To What Extent Did The Nazis Establish A Volksgemeinschaft?

4075 words - 16 pages

In order to successfully address this question, one must first consider the definition of the very nebulous term Volksgemeinschaft. It was an expression used to depict the harmonious, classless national community ideal made up of the Herrenvolk, or master race. As a term used polemically by the Nazis to engender a form of "identity politics" and therefore oppose any notion of politics based on universal and objective class interests that it aimed to transcend, it helped them gain collective support from an already economically, psychologically and politically distraught post-war nation. The Volksgemeinschaft ideal was one of the key elements of Nazi ideology and was used to legitimate much of the regime's social policy whilst also providing support for their opposition to liberal individualism and Marxist class antagonism. Although to some extent rather imaginary and mythical, it was the key component to encompass the National Socialist dogma of the party, one which integrated the collective Nationalist spirit with the Socialism of diminished class divisions. It operated as a form of psychological Gleischaltung toward the increasingly totalitarian restructuring of German society in a very radical way that disrupted traditional loyalties between members of the same social class, religion and group organisation towards a more Nazified awareness and consciousness. Every single German was obligated to unite with this community, to embrace and share the common faith. According to Hitler "No one is excepted from the crisis of the Reich. This Volk is but yourselves. There may not be a single person who excludes himself from this obligation." However, the Volksgemeinschaft ideal was flawed, it was duplicitous like much of Nazi policy. Consequently it's establishment entailed various inconsistencies and contradictions. It did not totally engross the "hearts and minds" of Germany's Third Reich into a new system of nationalised beliefs and a new religious dimension that glorified the Fuhrer as cult. To be more precise, people generally accepted National Socialism as a more beneficent political way rather than zealously rejoiced in its ideology.

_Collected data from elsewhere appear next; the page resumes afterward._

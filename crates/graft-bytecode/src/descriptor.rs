//! Field and method descriptors
//!
//! Field types: `I` (int), `Z` (boolean, int category), `L<internal-name>;`.
//! Method descriptors: `(<params>)<ret>` where `<ret>` may be `V`.

use std::fmt;
use thiserror::Error;

/// Root of the reference hierarchy
pub const OBJECT: &str = "std/Object";
/// Built-in string type
pub const STRING: &str = "std/String";
/// Root of all throwable types
pub const THROWABLE: &str = "std/Throwable";
/// Name shared by every constructor
pub const CONSTRUCTOR_NAME: &str = "<init>";
/// Descriptor of a no-argument, no-result method
pub const VOID_DESCRIPTOR: &str = "()V";

/// Malformed descriptor
#[derive(Debug, Clone, Error, PartialEq, Eq)]
#[error("Invalid descriptor `{0}`")]
pub struct DescriptorError(pub String);

/// A value type as written in a descriptor
#[derive(Debug, Clone, PartialEq, Eq, Hash)]
pub enum FieldType {
    /// 32-bit integer
    Int,
    /// Boolean, stored as an int
    Boolean,
    /// Reference to an instance of the named type
    Object(String),
}

impl FieldType {
    /// Parse a complete field descriptor
    pub fn parse(descriptor: &str) -> Result<Self, DescriptorError> {
        match parse_field_at(descriptor, 0) {
            Some((ty, end)) if end == descriptor.len() => Ok(ty),
            _ => Err(DescriptorError(descriptor.to_string())),
        }
    }

    /// Check if values of this type are references
    pub fn is_reference(&self) -> bool {
        matches!(self, FieldType::Object(_))
    }
}

impl fmt::Display for FieldType {
    fn fmt(&self, f: &mut fmt::Formatter<'_>) -> fmt::Result {
        match self {
            FieldType::Int => f.write_str("I"),
            FieldType::Boolean => f.write_str("Z"),
            FieldType::Object(name) => write!(f, "L{};", name),
        }
    }
}

/// Parsed method descriptor
#[derive(Debug, Clone, PartialEq, Eq, Hash)]
pub struct MethodDescriptor {
    /// Parameter types in declaration order
    pub params: Vec<FieldType>,
    /// Return type, `None` for void
    pub ret: Option<FieldType>,
}

impl MethodDescriptor {
    /// Parse a method descriptor
    pub fn parse(descriptor: &str) -> Result<Self, DescriptorError> {
        let err = || DescriptorError(descriptor.to_string());
        let bytes = descriptor.as_bytes();
        if bytes.first() != Some(&b'(') {
            return Err(err());
        }

        let mut params = Vec::new();
        let mut pos = 1;
        while bytes.get(pos) != Some(&b')') {
            let (ty, next) = parse_field_at(descriptor, pos).ok_or_else(err)?;
            params.push(ty);
            pos = next;
        }
        pos += 1;

        let ret = if &descriptor[pos..] == "V" {
            None
        } else {
            Some(FieldType::parse(&descriptor[pos..]).map_err(|_| err())?)
        };

        Ok(Self { params, ret })
    }

    /// Number of argument values popped by an invocation (receiver excluded)
    pub fn arg_count(&self) -> usize {
        self.params.len()
    }
}

impl fmt::Display for MethodDescriptor {
    fn fmt(&self, f: &mut fmt::Formatter<'_>) -> fmt::Result {
        f.write_str("(")?;
        for param in &self.params {
            write!(f, "{}", param)?;
        }
        f.write_str(")")?;
        match &self.ret {
            Some(ret) => write!(f, "{}", ret),
            None => f.write_str("V"),
        }
    }
}

fn parse_field_at(descriptor: &str, pos: usize) -> Option<(FieldType, usize)> {
    match descriptor.as_bytes().get(pos)? {
        b'I' => Some((FieldType::Int, pos + 1)),
        b'Z' => Some((FieldType::Boolean, pos + 1)),
        b'L' => {
            let rest = &descriptor[pos + 1..];
            let end = rest.find(';')?;
            if end == 0 {
                return None;
            }
            Some((FieldType::Object(rest[..end].to_string()), pos + 2 + end))
        }
        _ => None,
    }
}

The revival of the economy in conjunction with Hitler's diplomatic success contributed greatly to the German worker's acceptance or at least tolerance of the regime. In material terms though, the effects varied considerably from one class to another. The propagated classless society ideal therefore can be determined as a myth especially when aligned with the Hitler's foreign policy interests where big businesses with greater economies of scale and productive efficiency had to take precedence. In consequence the Mittelstand's position, which was promised in the 1932 election to benefit under the Nazi government, continued to weaken owing to the harsh commercial realities of the 1930s. Nazi preference for big business whose support was required for rearmament simply perpetuated this trend of economic decline which...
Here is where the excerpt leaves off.